Dataset items
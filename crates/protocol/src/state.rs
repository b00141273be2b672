//! Service lifecycle state.

use std::fmt;

use serde::{Deserialize, Serialize};

use crate::error::{ProtocolError, Result};

/// Lifecycle state of the tethering service.
///
/// The only legal moves are `Stopped -> Starting -> Running -> Stopped`, plus
/// `Starting -> Stopped` when a startup is aborted.
#[derive(Debug, Clone, Copy, PartialEq, Eq, Hash, Default, Serialize, Deserialize)]
#[serde(rename_all = "lowercase")]
pub enum ServiceState {
    /// No worker is active.
    #[default]
    Stopped,
    /// A worker has been asked to start and has not reported back yet.
    Starting,
    /// The worker reported that tethering is up.
    Running,
}

impl ServiceState {
    /// Numeric code used in external state broadcasts.
    pub fn code(self) -> u8 {
        match self {
            ServiceState::Stopped => 0,
            ServiceState::Starting => 1,
            ServiceState::Running => 2,
        }
    }

    /// Parses a numeric state code.
    pub fn from_code(code: u8) -> Result<Self> {
        match code {
            0 => Ok(ServiceState::Stopped),
            1 => Ok(ServiceState::Starting),
            2 => Ok(ServiceState::Running),
            other => Err(ProtocolError::UnknownStateCode(other)),
        }
    }

    /// Returns whether `self -> next` is a legal transition.
    ///
    /// Self-transitions are never legal.
    pub fn can_transition_to(self, next: ServiceState) -> bool {
        matches!(
            (self, next),
            (ServiceState::Stopped, ServiceState::Starting)
                | (ServiceState::Starting, ServiceState::Running)
                | (ServiceState::Starting, ServiceState::Stopped)
                | (ServiceState::Running, ServiceState::Stopped)
        )
    }

    pub fn is_stopped(self) -> bool {
        self == ServiceState::Stopped
    }

    pub fn is_starting(self) -> bool {
        self == ServiceState::Starting
    }

    pub fn is_running(self) -> bool {
        self == ServiceState::Running
    }
}

impl fmt::Display for ServiceState {
    fn fmt(&self, f: &mut fmt::Formatter<'_>) -> fmt::Result {
        match self {
            ServiceState::Stopped => write!(f, "stopped"),
            ServiceState::Starting => write!(f, "starting"),
            ServiceState::Running => write!(f, "running"),
        }
    }
}
impl ServiceStateMachine {
    /// Creates a stopped machine.
    ///
    /// The returned receiver carries worker callbacks and must be drained by
    /// the supervisor (see [`spawn_supervisor`](super::spawn_supervisor)).
    pub fn new(
        factory: Arc<dyn WorkerFactory>,
        fanout: Arc<StatusFanout>,
        presenter: Arc<NotificationPresenter>,
        prefs: Arc<PreferenceStore>,
        startup_timeout: Option<Duration>,
    ) -> (Self, mpsc::UnboundedReceiver<TaggedWorkerEvent>) {
        let (worker_tx, worker_rx) = mpsc::unbounded_channel();
        let (state_tx, _) = watch::channel(ServiceState::Stopped);
        let (event_tx, _) = broadcast::channel(EVENT_CHANNEL_CAPACITY);

        let machine = Self {
            inner: Mutex::new(Inner {
                state: ServiceState::Stopped,
                worker: None,
                generation: 0,
                startup_deadline: None,
            }),
            delivery: Mutex::new(()),
            clients: RwLock::new(Vec::new()),
            state_tx,
            event_tx,
            worker_tx,
            factory,
            fanout,
            presenter,
            prefs,
            startup_timeout,
            route_table: PathBuf::from(ROUTE_TABLE_PATH),
            wake: Notify::new(),
        };
        (machine, worker_rx)
    }

    /// Overrides the routing table consulted for the WAN uplink on start.
    pub fn with_route_table(mut self, path: impl Into<PathBuf>) -> Self {
        self.route_table = path.into();
        self
    }

    fn lock_inner(&self) -> MutexGuard<'_, Inner> {
        self.inner.lock().unwrap_or_else(PoisonError::into_inner)
    }

    fn lock_delivery(&self) -> MutexGuard<'_, ()> {
        self.delivery.lock().unwrap_or_else(PoisonError::into_inner)
    }

    fn set_state(&self, inner: &mut Inner, state: ServiceState) {
        debug_assert!(
            inner.state == state || inner.state.can_transition_to(state),
            "illegal transition {} -> {}",
            inner.state,
            state
        );
        debug!(from = %inner.state, to = %state, "Service state transition");
        inner.state = state;
        self.state_tx.send_replace(state);
    }

    fn emit(&self, event: ServiceEvent) {
        // No subscribers is fine.
        let _ = self.event_tx.send(event);
    }

    fn publish_state(&self, state: ServiceState) {
        self.fanout.notify_all(state);
        self.emit(ServiceEvent::StateChanged(state));
    }

    fn publish_progress(&self, message: &str) {
        self.presenter.on_progress(message);
        self.emit(ServiceEvent::Progress {
            message: message.to_string(),
        });
    }

    /// Current state. Never blocks.
    pub fn state(&self) -> ServiceState {
        *self.state_tx.borrow()
    }

    /// Watches the state.
    pub fn subscribe_state(&self) -> watch::Receiver<ServiceState> {
        self.state_tx.subscribe()
    }

    /// Subscribes to service events.
    pub fn subscribe(&self) -> broadcast::Receiver<ServiceEvent> {
        self.event_tx.subscribe()
    }

    /// Clients of the current session.
    pub fn clients(&self) -> Vec<ClientRecord> {
        self.clients
            .read()
            .unwrap_or_else(PoisonError::into_inner)
            .clone()
    }

    /// Whether a worker is active.
    pub fn has_worker(&self) -> bool {
        self.lock_inner().worker.is_some()
    }

    /// Looks up the WAN uplink. The result is only logged.
    fn lookup_wan(&self) {
        match self.prefs.find_if_wan(&self.route_table) {
            Ok(true) => {}
            Ok(false) => warn!("No WAN uplink found, starting mesh without one"),
            Err(e) => warn!("Failed to look up WAN interface: {:#}", e),
        }
    }

    /// Starts the service. No-op unless stopped.
    ///
    /// Returns whether a worker was started.
    pub fn request_start(&self) -> bool {
        if !self.state().is_stopped() {
            debug!(state = %self.state(), "Start requested while not stopped, ignoring");
            return false;
        }
        // File I/O, kept outside the locks.
        self.lookup_wan();

        let _delivery = self.lock_delivery();
        let started = {
            let mut inner = self.lock_inner();
            if !inner.state.is_stopped() {
                debug!(state = %inner.state, "Start requested while not stopped, ignoring");
                return false;
            }

            self.set_state(&mut inner, ServiceState::Starting);
            inner.generation += 1;
            inner.startup_deadline = self.startup_timeout.map(|t| Instant::now() + t);

            let worker = self.factory.create();
            let events = WorkerEventSender::new(inner.generation, self.worker_tx.clone());
            match worker.start(events) {
                Ok(()) => {
                    inner.worker = Some(worker);
                    true
                }
                Err(e) => {
                    warn!("Worker failed to start: {}", e);
                    self.set_state(&mut inner, ServiceState::Stopped);
                    inner.startup_deadline = None;
                    false
                }
            }
        };

        self.publish_state(ServiceState::Starting);
        self.publish_progress(PROGRESS_STARTING);

        if started {
            info!("Service starting");
            self.wake.notify_one();
        } else {
            self.presenter.hide_progress();
            self.publish_state(ServiceState::Stopped);
            self.surface_error(ErrorKind::Other);
        }
        started
    }

    /// Asks the active worker to stop. Advisory; no-op without a worker.
    pub fn request_stop(&self) -> bool {
        let _delivery = self.lock_delivery();
        {
            let inner = self.lock_inner();
            let Some(worker) = inner.worker.as_ref() else {
                debug!("Stop requested without an active worker, ignoring");
                return false;
            };
            info!(state = %inner.state, "Service stopping");
            worker.stop();
        }

        self.publish_progress(PROGRESS_STOPPING);
        true
    }

    /// Starts the service when stopped, stops it otherwise.
    pub fn toggle(&self) -> bool {
        if self.state().is_stopped() {
            self.request_start()
        } else {
            self.request_stop()
        }
    }

    /// The worker finished starting: `Starting -> Running`.
    pub fn on_worker_started(&self) -> bool {
        self.worker_started(None)
    }

    fn worker_started(&self, generation: Option<u64>) -> bool {
        let _delivery = self.lock_delivery();
        {
            let mut inner = self.lock_inner();
            if !inner.is_current(generation) {
                return false;
            }
            if !inner.state.is_starting() {
                warn!(state = %inner.state, "Worker reported started in unexpected state, ignoring");
                return false;
            }
            self.set_state(&mut inner, ServiceState::Running);
            inner.startup_deadline = None;
        }

        info!("Service running");
        self.presenter.hide_progress();
        self.publish_state(ServiceState::Running);
        self.presenter.on_running();
        true
    }

    /// The worker stopped: any state goes to `Stopped`.
    ///
    /// Clears the worker, the client list and both alert classes. Returns the
    /// previous state.
    pub fn on_worker_stopped(&self) -> ServiceState {
        self.worker_stopped(None).unwrap_or(ServiceState::Stopped)
    }

    /// Returns `None` if the event came from a replaced worker.
    fn worker_stopped(&self, generation: Option<u64>) -> Option<ServiceState> {
        let _delivery = self.lock_delivery();
        let (previous, worker) = {
            let mut inner = self.lock_inner();
            if !inner.is_current(generation) {
                return None;
            }
            let previous = inner.state;
            self.set_state(&mut inner, ServiceState::Stopped);
            inner.startup_deadline = None;
            self.clients
                .write()
                .unwrap_or_else(PoisonError::into_inner)
                .clear();
            (previous, inner.worker.take())
        };
        // Dropping the worker releases whatever it still holds.
        drop(worker);

        info!(from = %previous, "Service stopped");
        self.presenter.hide_progress();
        self.presenter.on_stopped();
        self.publish_state(ServiceState::Stopped);
        Some(previous)
    }

    /// A client joined. Ignored when the service is stopped.
    pub fn on_client_joined(&self, record: ClientRecord) -> bool {
        self.client_joined(None, record)
    }

    fn client_joined(&self, generation: Option<u64>, record: ClientRecord) -> bool {
        let _delivery = self.lock_delivery();
        let state = {
            let inner = self.lock_inner();
            if !inner.is_current(generation) {
                return false;
            }
            if inner.state.is_stopped() {
                warn!(client = %record.address, "Client reported while stopped, ignoring");
                return false;
            }
            self.clients
                .write()
                .unwrap_or_else(PoisonError::into_inner)
                .push(record.clone());
            inner.state
        };

        info!(client = %record.nice_label(), "Client joined");
        self.fanout.notify_role(ObserverRole::Links, state);
        self.presenter.on_client_added(&record);
        self.emit(ServiceEvent::ClientJoined(record));
        true
    }

    /// The worker failed with `code`. Always surfaced.
    pub fn on_worker_error(&self, code: i32) -> ErrorKind {
        let kind = ErrorKind::from_code(code);
        warn!(code, %kind, "Worker reported an error");

        let _delivery = self.lock_delivery();
        self.surface_error(kind);
        kind
    }

    fn surface_error(&self, kind: ErrorKind) {
        self.presenter.on_error(kind);
        self.emit(ServiceEvent::Error(kind));
    }

    /// The worker picked a LAN interface.
    pub fn on_lan_interface(&self, iface: &str) {
        if let Err(e) = self.prefs.found_if_lan(iface) {
            warn!("Failed to store LAN interface {}: {:#}", iface, e);
        }
    }

    /// Dispatches a worker callback as coming from the current worker.
    pub fn handle_worker_event(&self, event: WorkerEvent) {
        self.dispatch(None, event);
    }

    /// Dispatches a worker callback, dropping it if its start generation has
    /// been replaced.
    pub fn handle_tagged_event(&self, (generation, event): TaggedWorkerEvent) {
        self.dispatch(Some(generation), event);
    }

    fn dispatch(&self, generation: Option<u64>, event: WorkerEvent) {
        match event {
            WorkerEvent::Started => {
                self.worker_started(generation);
            }
            WorkerEvent::Stopped => {
                self.worker_stopped(generation);
            }
            WorkerEvent::ClientJoined(record) => {
                self.client_joined(generation, record);
            }
            WorkerEvent::LanInterface(iface) => {
                if self.lock_inner().is_current(generation) {
                    self.on_lan_interface(&iface);
                }
            }
            WorkerEvent::Failed(code) => {
                if self.lock_inner().is_current(generation) {
                    self.on_worker_error(code);
                }
            }
        }
    }

    /// Pending startup deadline, tagged with the start generation.
    pub fn startup_deadline(&self) -> Option<(u64, Instant)> {
        let inner = self.lock_inner();
        inner
            .startup_deadline
            .map(|deadline| (inner.generation, deadline))
    }

    /// The startup deadline of `generation` elapsed.
    ///
    /// If that start is still pending, the failure is surfaced as
    /// [`ErrorKind::Other`] and the worker is asked to stop. The state moves
    /// to `Stopped` once the worker confirms.
    pub fn on_startup_timeout(&self, generation: u64) -> bool {
        let _delivery = self.lock_delivery();
        {
            let mut inner = self.lock_inner();
            if !inner.state.is_starting() || inner.generation != generation {
                return false;
            }
            inner.startup_deadline = None;
            warn!(generation, "Worker did not start in time, stopping it");
            if let Some(worker) = inner.worker.as_ref() {
                worker.stop();
            }
        }

        self.surface_error(ErrorKind::Other);
        true
    }

    /// Resolves when the startup deadline may have changed.
    pub(crate) async fn deadline_changed(&self) {
        self.wake.notified().await
    }

    /// Brings the machine in line with the worker.
    ///
    /// If the worker is gone or reports itself stopped while the machine does
    /// not, runs [`on_worker_stopped`](Self::on_worker_stopped).
    pub fn reconcile(&self) -> bool {
        let (stale, generation) = {
            let inner = self.lock_inner();
            if inner.state.is_stopped() {
                return false;
            }
            let stale = inner
                .worker
                .as_ref()
                .map_or(true, |worker| worker.current_state().is_stopped());
            (stale, inner.generation)
        };

        // A start in between makes the cleanup stale too.
        stale && {
            info!("Worker is no longer running, cleaning up");
            self.worker_stopped(Some(generation)).is_some()
        }
    }

    /// Stops an active worker because the host is going away.
    ///
    /// Returns whether a worker was active.
    pub fn terminate(&self) -> bool {
        let inner = self.lock_inner();
        match inner.worker.as_ref() {
            Some(worker) => {
                warn!(state = %inner.state, "Shutting down with an active worker, stopping it");
                worker.stop();
                true
            }
            None => false,
        }
    }

    /// Waits until the state equals `target`, up to `timeout`.
    pub async fn wait_for_state(&self, target: ServiceState, timeout: Duration) -> bool {
        let mut rx = self.subscribe_state();
        tokio::time::timeout(timeout, rx.wait_for(|state| *state == target))
            .await
            .is_ok_and(|result| result.is_ok())
    }
}
//! Serves control requests against the running service.

use std::sync::Arc;

use tokio::sync::broadcast::error::RecvError;
use tokio_util::sync::CancellationToken;
use tracing::{debug, info, warn};

use super::messages::{IpcRequest, IpcResponse};
use super::server::{IpcConnection, IpcError, IpcServer};
use crate::service::ServiceStateMachine;
use crate::status::StatusFanout;

/// Answers control requests.
pub struct ControlHandler {
    machine: Arc<ServiceStateMachine>,
    fanout: Arc<StatusFanout>,
    exit: CancellationToken,
}

impl ControlHandler {
    /// `exit` is cancelled when a client asks the daemon to shut down.
    pub fn new(
        machine: Arc<ServiceStateMachine>,
        fanout: Arc<StatusFanout>,
        exit: CancellationToken,
    ) -> Self {
        Self {
            machine,
            fanout,
            exit,
        }
    }

    fn state_response(&self) -> IpcResponse {
        IpcResponse::State {
            state: self.machine.state(),
            clients: self.machine.clients().len(),
        }
    }

    /// Handles a single request/response exchange.
    ///
    /// `Subscribe` is handled by [`serve_connection`], which turns the
    /// connection into a broadcast stream.
    pub fn handle(&self, request: IpcRequest) -> IpcResponse {
        match request {
            IpcRequest::Ping => IpcResponse::Pong,
            IpcRequest::Status => {
                // A worker may have died without reporting it.
                self.machine.reconcile();
                let state = self.machine.state();
                self.fanout.broadcast(state);
                self.state_response()
            }
            IpcRequest::Start => {
                self.machine.request_start();
                self.state_response()
            }
            IpcRequest::Stop => {
                self.machine.request_stop();
                self.state_response()
            }
            IpcRequest::Toggle => {
                self.machine.toggle();
                self.state_response()
            }
            IpcRequest::ListClients => IpcResponse::Clients {
                clients: self.machine.clients(),
            },
            IpcRequest::Shutdown => {
                info!("Shutdown requested over control socket");
                self.exit.cancel();
                IpcResponse::ShuttingDown
            }
            IpcRequest::Subscribe { .. } => IpcResponse::Error {
                message: "subscribe must be the first request on a connection".to_string(),
            },
        }
    }
}

/// Serves one client connection until it disconnects.
pub async fn serve_connection(
    handler: Arc<ControlHandler>,
    mut conn: IpcConnection,
    cancel: CancellationToken,
) -> Result<(), IpcError> {
    let mut first = true;
    while let Some(request) = conn.read_request().await? {
        debug!(?request, "Control request");

        if let IpcRequest::Subscribe { token } = &request {
            if first {
                return stream_broadcasts(&handler, conn, token, cancel).await;
            }
        }
        first = false;

        let response = handler.handle(request);
        conn.send_response(&response).await?;
    }
    Ok(())
}

async fn stream_broadcasts(
    handler: &ControlHandler,
    mut conn: IpcConnection,
    token: &str,
    cancel: CancellationToken,
) -> Result<(), IpcError> {
    let mut rx = match handler.fanout.subscribe(token) {
        Ok(rx) => rx,
        Err(e) => {
            return conn
                .send_response(&IpcResponse::Error {
                    message: e.to_string(),
                })
                .await;
        }
    };
    conn.send_response(&IpcResponse::Subscribed).await?;
    debug!("Control client subscribed to state broadcasts");

    loop {
        tokio::select! {
            _ = cancel.cancelled() => return Ok(()),
            received = rx.recv() => match received {
                Ok(broadcast) => {
                    conn.send_response(&IpcResponse::StateChanged(broadcast)).await?;
                }
                Err(RecvError::Lagged(skipped)) => {
                    warn!(skipped, "State subscriber lagging, skipped broadcasts");
                }
                Err(RecvError::Closed) => return Ok(()),
            },
        }
    }
}

/// Accepts control connections until `cancel` fires.
pub async fn run_control_server(
    server: IpcServer,
    handler: Arc<ControlHandler>,
    cancel: CancellationToken,
) {
    info!("Control socket listening at {:?}", server.path());

    loop {
        tokio::select! {
            _ = cancel.cancelled() => break,
            accepted = server.accept() => match accepted {
                Ok(conn) => {
                    let handler = Arc::clone(&handler);
                    let cancel = cancel.clone();
                    tokio::spawn(async move {
                        if let Err(e) = serve_connection(handler, conn, cancel).await {
                            debug!("Control connection ended: {}", e);
                        }
                    });
                }
                Err(e) => warn!("Failed to accept control connection: {}", e),
            },
        }
    }

    debug!("Control server stopped");
}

**Problem to work on**
Repeat the entries above verbatim, but only from the line that has "self.delivery.lock().unwrap_or_else(PoisonError::into_inner)" down to the line that has "let _ = self.event_tx.send(event);", inclusive.

**Written solution**
        self.delivery.lock().unwrap_or_else(PoisonError::into_inner)
    }

    fn set_state(&self, inner: &mut Inner, state: ServiceState) {
        debug_assert!(
            inner.state == state || inner.state.can_transition_to(state),
            "illegal transition {} -> {}",
            inner.state,
            state
        );
        debug!(from = %inner.state, to = %state, "Service state transition");
        inner.state = state;
        self.state_tx.send_replace(state);
    }

    fn emit(&self, event: ServiceEvent) {
        // No subscribers is fine.
        let _ = self.event_tx.send(event);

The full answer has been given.